The following data has a line with "pub fn total_minutes(&self)" and a line with "pub struct WorkloadForecast<'a, P>". Write out exactly those lines and all the lines between them.
Source information: Begin
//! Day-by-day workload forecast.
//!
//! Tasks are processed in due-date order. Each task spreads its remaining minutes evenly over the
//! working days left in its window, never pushing a day past its capacity; whatever could not be
//! placed lands on the due date regardless of capacity, so overcommitment stays visible.

use crate::calendar::{WorkDayCalendar, days_inclusive};
use crate::capacity::CapacityPolicy;
use crate::due_date::DueDate;
use crate::task::Task;
use chrono::{Datelike, Duration, NaiveDate, NaiveTime};
use serde::{Deserialize, Serialize};
use std::collections::BTreeMap;
use thiserror::Error;

/// How tasks due "as soon as possible" enter the forecast.
#[derive(Debug, Clone, Copy, Default, PartialEq, Eq, Serialize, Deserialize)]
#[serde(rename_all = "snake_case")]
pub enum AsapPolicy {
    /// ASAP tasks have no distribution window and are left out.
    #[default]
    Exclude,
    /// ASAP tasks are due on the first day they can be worked on, so their whole load lands there.
    DueImmediately,
}

#[derive(Debug, Clone, PartialEq, Eq, Error)]
pub enum ForecastError {
    #[error("no working days left between {day} and due date {due}")]
    EmptyDivisor { day: NaiveDate, due: NaiveDate },
    #[error("moving {days} days from {from} leaves the supported date range")]
    DateOutOfRange { from: NaiveDate, days: i64 },
}

/// `from` moved by `days`, or [`ForecastError::DateOutOfRange`] past the calendar's ends.
pub fn step_days(from: NaiveDate, days: i64) -> Result<NaiveDate, ForecastError> {
    Duration::try_days(days)
        .and_then(|delta| from.checked_add_signed(delta))
        .ok_or(ForecastError::DateOutOfRange { from, days })
}

/// The Monday of the week containing `date`.
pub fn week_start(date: NaiveDate) -> Result<NaiveDate, ForecastError> {
    step_days(date, -i64::from(date.weekday().num_days_from_monday()))
}

/// Planned minutes per calendar day. Dates that are absent carry no load.
#[derive(Debug, Clone, Default, PartialEq, Serialize)]
#[serde(transparent)]
pub struct Forecast {
    minutes: BTreeMap<NaiveDate, f64>,
}

impl Forecast {
    pub fn minutes_on(&self, date: NaiveDate) -> f64 {
        self.minutes.get(&date).copied().unwrap_or(0.0)
    }

    pub fn hours_on(&self, date: NaiveDate) -> f64 {
        self.minutes_on(date) / 60.0
    }

    pub fn total_minutes(&self) -> f64 {
        self.minutes.values().sum()
    }

    pub fn iter(&self) -> impl Iterator<Item = (NaiveDate, f64)> + '_ {
        self.minutes.iter().map(|(date, minutes)| (*date, *minutes))
    }

    pub fn len(&self) -> usize {
        self.minutes.len()
    }

    pub fn is_empty(&self) -> bool {
        self.minutes.is_empty()
    }

    pub fn as_map(&self) -> &BTreeMap<NaiveDate, f64> {
        &self.minutes
    }

    pub fn into_map(self) -> BTreeMap<NaiveDate, f64> {
        self.minutes
    }

    fn deposit(&mut self, date: NaiveDate, minutes: f64) {
        *self.minutes.entry(date).or_insert(0.0) += minutes;
    }
}

pub struct WorkloadForecast<'a, P> {
    calendar: &'a WorkDayCalendar,
    capacity: &'a P,
    asap: AsapPolicy,
    horizon_end: Option<NaiveDate>,
}

impl<'a, P: CapacityPolicy> WorkloadForecast<'a, P> {
    pub fn new(calendar: &'a WorkDayCalendar, capacity: &'a P) -> Self {
        Self {
            calendar,
            capacity,
            asap: AsapPolicy::default(),
            horizon_end: None,
        }
    }

    pub fn with_asap_policy(mut self, asap: AsapPolicy) -> Self {
        self.asap = asap;
        self
    }

    /// Skip tasks that cannot start on or before `horizon_end`.
    pub fn with_horizon_end(mut self, horizon_end: NaiveDate) -> Self {
        self.horizon_end = Some(horizon_end);
        self
    }

    /// Horizon ending on the Sunday `weeks` weeks after the Monday of `today`'s week.
    pub fn with_horizon_weeks(self, today: NaiveDate, weeks: u32) -> Result<Self, ForecastError> {
        let monday = week_start(today)?;
        let horizon_end = step_days(monday, i64::from(weeks) * 7 - 1)?;
        Ok(self.with_horizon_end(horizon_end))
    }

    pub fn execute(
        &self,
        tasks: &[Task],
        today: NaiveDate,
        now: NaiveTime,
    ) -> Result<Forecast, ForecastError> {
        let mut ordered: Vec<(NaiveDate, &Task)> = tasks
            .iter()
            .filter(|task| self.within_horizon(task))
            .filter_map(|task| self.resolve_due(task, today).map(|due| (due, task)))
            .collect();
        // Stable: equal due dates keep their input order, ASAP ahead of dated tasks.
        ordered.sort_by_key(|(due, task)| (*due, task.due));

        let mut forecast = Forecast::default();
        for (due, task) in ordered {
            self.distribute(task, due, today, now, &mut forecast)?;
        }
        Ok(forecast)
    }

    fn within_horizon(&self, task: &Task) -> bool {
        self.horizon_end
            .is_none_or(|horizon_end| task.earliest_start <= horizon_end)
    }

    fn resolve_due(&self, task: &Task, today: NaiveDate) -> Option<NaiveDate> {
        match task.due {
            DueDate::On(date) => Some(date),
            DueDate::None => None,
            DueDate::Asap => match self.asap {
                AsapPolicy::Exclude => None,
                AsapPolicy::DueImmediately => Some(today.max(task.earliest_start)),
            },
        }
    }

    fn distribute(
        &self,
        task: &Task,
        due: NaiveDate,
        today: NaiveDate,
        now: NaiveTime,
        forecast: &mut Forecast,
    ) -> Result<(), ForecastError> {
        let start = today.max(task.earliest_start);
        if start > due {
            return Ok(());
        }

        let mut remaining = f64::from(task.remaining_minutes());
        let mut work_days_left = self.calendar.work_days_between(start, due);

        for day in days_inclusive(start, due) {
            if day == due {
                break;
            }
            if !self.calendar.is_work_day(day) {
                continue;
            }
            if work_days_left == 0 {
                return Err(ForecastError::EmptyDivisor { day, due });
            }

            let share = remaining / f64::from(work_days_left);
            let headroom = (self.capacity.max_minutes_for(day, today, now)
                - forecast.minutes_on(day))
            .max(0.0);
            let deposit = share.min(headroom);

            forecast.deposit(day, deposit);
            remaining = (remaining - deposit).max(0.0);
            work_days_left -= 1;
        }

        // Overflow: whatever is left belongs to the due date, capacity or not.
        forecast.deposit(due, remaining);
        Ok(())
    }
}

/// Forecast with the default ASAP policy and no horizon.
pub fn forecast<P: CapacityPolicy>(
    tasks: &[Task],
    calendar: &WorkDayCalendar,
    capacity: &P,
    today: NaiveDate,
    now: NaiveTime,
) -> Result<Forecast, ForecastError> {
    WorkloadForecast::new(calendar, capacity).execute(tasks, today, now)
}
Source information: End
▸ Answer to this problem
    pub fn total_minutes(&self) -> f64 {
        self.minutes.values().sum()
    }

    pub fn iter(&self) -> impl Iterator<Item = (NaiveDate, f64)> + '_ {
        self.minutes.iter().map(|(date, minutes)| (*date, *minutes))
    }

    pub fn len(&self) -> usize {
        self.minutes.len()
    }

    pub fn is_empty(&self) -> bool {
        self.minutes.is_empty()
    }

    pub fn as_map(&self) -> &BTreeMap<NaiveDate, f64> {
        &self.minutes
    }

    pub fn into_map(self) -> BTreeMap<NaiveDate, f64> {
        self.minutes
    }

    fn deposit(&mut self, date: NaiveDate, minutes: f64) {
        *self.minutes.entry(date).or_insert(0.0) += minutes;
    }
}

pub struct WorkloadForecast<'a, P> {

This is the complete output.